NEW YORK/TOKYO -- U.S. stocks ended a brutal session Monday down more than 3% as investors worried about the global economic impact of coronavirus outbreaks rapidly spreading beyond China.
The Dow Jones Industrial Average plunged 1,030 points, or 3.6%, to close with its biggest one-day decline in two years.
The broader S&P 500 index and the tech-heavy Nasdaq both fell more than 3%, following European and Asian shares in a global sell-off after Italy and South Korea reported surges in infection cases.
Airlines were among the hardest hit, with American Airlines down more than 8% and Delta Air Lines falling 6%. Virus-related travel declines now threaten Asian carriers' viability.
Technology stocks were not immune to the sell-off. Apple, Microsoft, Intel and Qualcomm all tumbled more than 4%.

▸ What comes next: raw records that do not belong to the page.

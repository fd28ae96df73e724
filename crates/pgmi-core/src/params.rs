//! Session parameters exposed to SQL as `pgmi.<key>` settings.

use std::collections::BTreeMap;
use std::path::Path;

use lazy_static::lazy_static;
use regex::Regex;

use crate::error::Error;

lazy_static! {
    static ref KEY_PATTERN: Regex = Regex::new(r"^[a-zA-Z0-9_]{1,63}$").unwrap();
}

/// Checks the key and returns its lower-cased form.
pub fn validate_key(key: &str) -> Result<String, Error> {
    if !KEY_PATTERN.is_match(key) {
        return Err(Error::Config(format!(
            "invalid parameter key '{}': keys must be 1-63 characters of letters, digits or underscore",
            key
        )));
    }
    Ok(key.to_lowercase())
}

/// Parses a `key=value` flag. The value may be empty and may contain `=`.
pub fn parse_cli_param(raw: &str) -> Result<(String, String), Error> {
    let (key, value) = raw.split_once('=').ok_or_else(|| {
        Error::Config(format!("invalid parameter '{}': expected key=value", raw))
    })?;
    Ok((validate_key(key.trim())?, value.to_string()))
}

/// Reads a dotenv-syntax parameters file.
pub fn load_params_file(path: &Path) -> Result<BTreeMap<String, String>, Error> {
    let iter = dotenv::from_path_iter(path).map_err(|err| {
        Error::Config(format!("cannot read params file {}: {}", path.display(), err))
    })?;
    let mut params = BTreeMap::new();
    for item in iter {
        let (key, value) = item.map_err(|err| {
            Error::Config(format!("invalid params file {}: {}", path.display(), err))
        })?;
        params.insert(validate_key(&key)?, value);
    }
    Ok(params)
}

/// Later layers win: project config, then each params file in order, then CLI flags.
pub fn merge(
    project: &BTreeMap<String, String>,
    files: &[BTreeMap<String, String>],
    cli: &[(String, String)],
) -> Result<BTreeMap<String, String>, Error> {
    let mut merged = BTreeMap::new();
    for (key, value) in project {
        merged.insert(validate_key(key)?, value.clone());
    }
    for file in files {
        for (key, value) in file {
            merged.insert(validate_key(key)?, value.clone());
        }
    }
    for (key, value) in cli {
        merged.insert(validate_key(key)?, value.clone());
    }
    Ok(merged)
}
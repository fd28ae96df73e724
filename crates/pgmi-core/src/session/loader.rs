//! Inserts scanned files, parameters and the test plan into the session tables.

use std::collections::BTreeMap;

use tracing::debug;

use crate::cancel::CancelToken;
use crate::db::Session;
use crate::error::Error;
use crate::scanner::{Classification, ScanResult};
use crate::testing::{TestDirectory, TestPlan};

pub async fn load_sources(
    session: &Session,
    scan: &ScanResult,
    cancel: &CancelToken,
) -> Result<usize, Error> {
    let mut count = 0;
    for file in scan.deployment_files() {
        let depth = file.depth as i32;
        let size = file.size_bytes() as i64;
        let content = file.content_text();
        session
            .execute(
                "INSERT INTO pg_temp._pgmi_source \
                 (path, name, directory, extension, depth, content, size_bytes, checksum, checksum_raw, is_sql_file) \
                 VALUES ($1, $2, $3, $4, $5, $6, $7, $8, $9, $10)",
                &[
                    &file.path,
                    &file.name,
                    &file.directory,
                    &file.extension,
                    &depth,
                    &content,
                    &size,
                    &file.normalized_checksum,
                    &file.raw_checksum,
                    &file.is_sql,
                ],
                cancel,
            )
            .await?;

        if let Some(meta) = &file.metadata {
            let description = (!meta.description.is_empty()).then_some(meta.description.as_str());
            let fallback = meta.is_fallback();
            session
                .execute(
                    "INSERT INTO pg_temp._pgmi_source_metadata \
                     (path, id, idempotent, description, sort_keys, is_fallback_id) \
                     VALUES ($1, $2, $3, $4, $5, $6)",
                    &[
                        &file.path,
                        &meta.id,
                        &meta.idempotent,
                        &description,
                        &meta.sort_keys,
                        &fallback,
                    ],
                    cancel,
                )
                .await?;
        }
        count += 1;
    }
    debug!("Loaded {} source files", count);
    Ok(count)
}

pub async fn load_test_sources(
    session: &Session,
    scan: &ScanResult,
    directories: &[TestDirectory],
    cancel: &CancelToken,
) -> Result<usize, Error> {
    for dir in directories {
        let depth = dir.depth as i32;
        session
            .execute(
                "INSERT INTO pg_temp._pgmi_test_directory (path, parent_path, depth) VALUES ($1, $2, $3)",
                &[&dir.path, &dir.parent_path, &depth],
                cancel,
            )
            .await?;
    }

    let mut count = 0;
    for file in scan.test_files() {
        let depth = crate::scanner::classify::test_directory_depth(&file.directory) as i32;
        let content = file.content_text();
        let is_fixture = file.classification == Classification::Setup;
        session
            .execute(
                "INSERT INTO pg_temp._pgmi_test_source (path, directory, depth, content, is_fixture) \
                 VALUES ($1, $2, $3, $4, $5)",
                &[&file.path, &file.directory, &depth, &content, &is_fixture],
                cancel,
            )
            .await?;
        count += 1;
    }
    debug!(
        "Loaded {} test files in {} directories",
        count,
        directories.len()
    );
    Ok(count)
}

pub async fn load_test_plan(
    session: &Session,
    plan: &TestPlan,
    cancel: &CancelToken,
) -> Result<(), Error> {
    for step in &plan.steps {
        let ordinal = step.ordinal as i32;
        let depth = step.depth as i32;
        let step_type = step.step_type.as_str();
        session
            .execute(
                "INSERT INTO pg_temp._pgmi_test_plan (ordinal, step_type, script_path, directory, depth) \
                 VALUES ($1, $2, $3, $4, $5)",
                &[&ordinal, &step_type, &step.script_path, &step.directory, &depth],
                cancel,
            )
            .await?;
    }
    debug!("Loaded test plan with {} steps", plan.steps.len());
    Ok(())
}

/// Keys are expected to be validated and lower-cased already.
pub async fn load_parameters(
    session: &Session,
    parameters: &BTreeMap<String, String>,
    cancel: &CancelToken,
) -> Result<(), Error> {
    for (key, value) in parameters {
        session
            .execute(
                "INSERT INTO pg_temp._pgmi_parameter (key, value) VALUES (lower($1), $2)",
                &[key, value],
                cancel,
            )
            .await?;
        session
            .query(
                "SELECT pg_catalog.set_config('pgmi.' || lower($1), $2, false)",
                &[key, value],
                cancel,
            )
            .await?;
    }
    debug!("Loaded {} parameters", parameters.len());
    Ok(())
}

As investors showed concerns over the virus' impact on economic activity, money moved into gold and U.S. Treasuries, sending long-term interest rates as low as 1.36%.
Dave Lutz, head of exchange-traded fund trading at JonesTrading, said markets were witnessing a "flight to quality" in assets.
The Shanghai Composite Index fell 0.3%, while Hong Kong, Taiwan and Singapore benchmarks dropped 1.2% to 1.8%.
The Japanese market was closed for a holiday. But futures were pointing to a decline of 1,060 yen, or 4.5%, as of 8 p.m., before U.S. markets opened.
"The Nikkei Stock Average could fall below 22,000 this week," said Tetsuro Ii, president of Tokyo-based Commons Asset Management, compared with Friday's close of 23,386.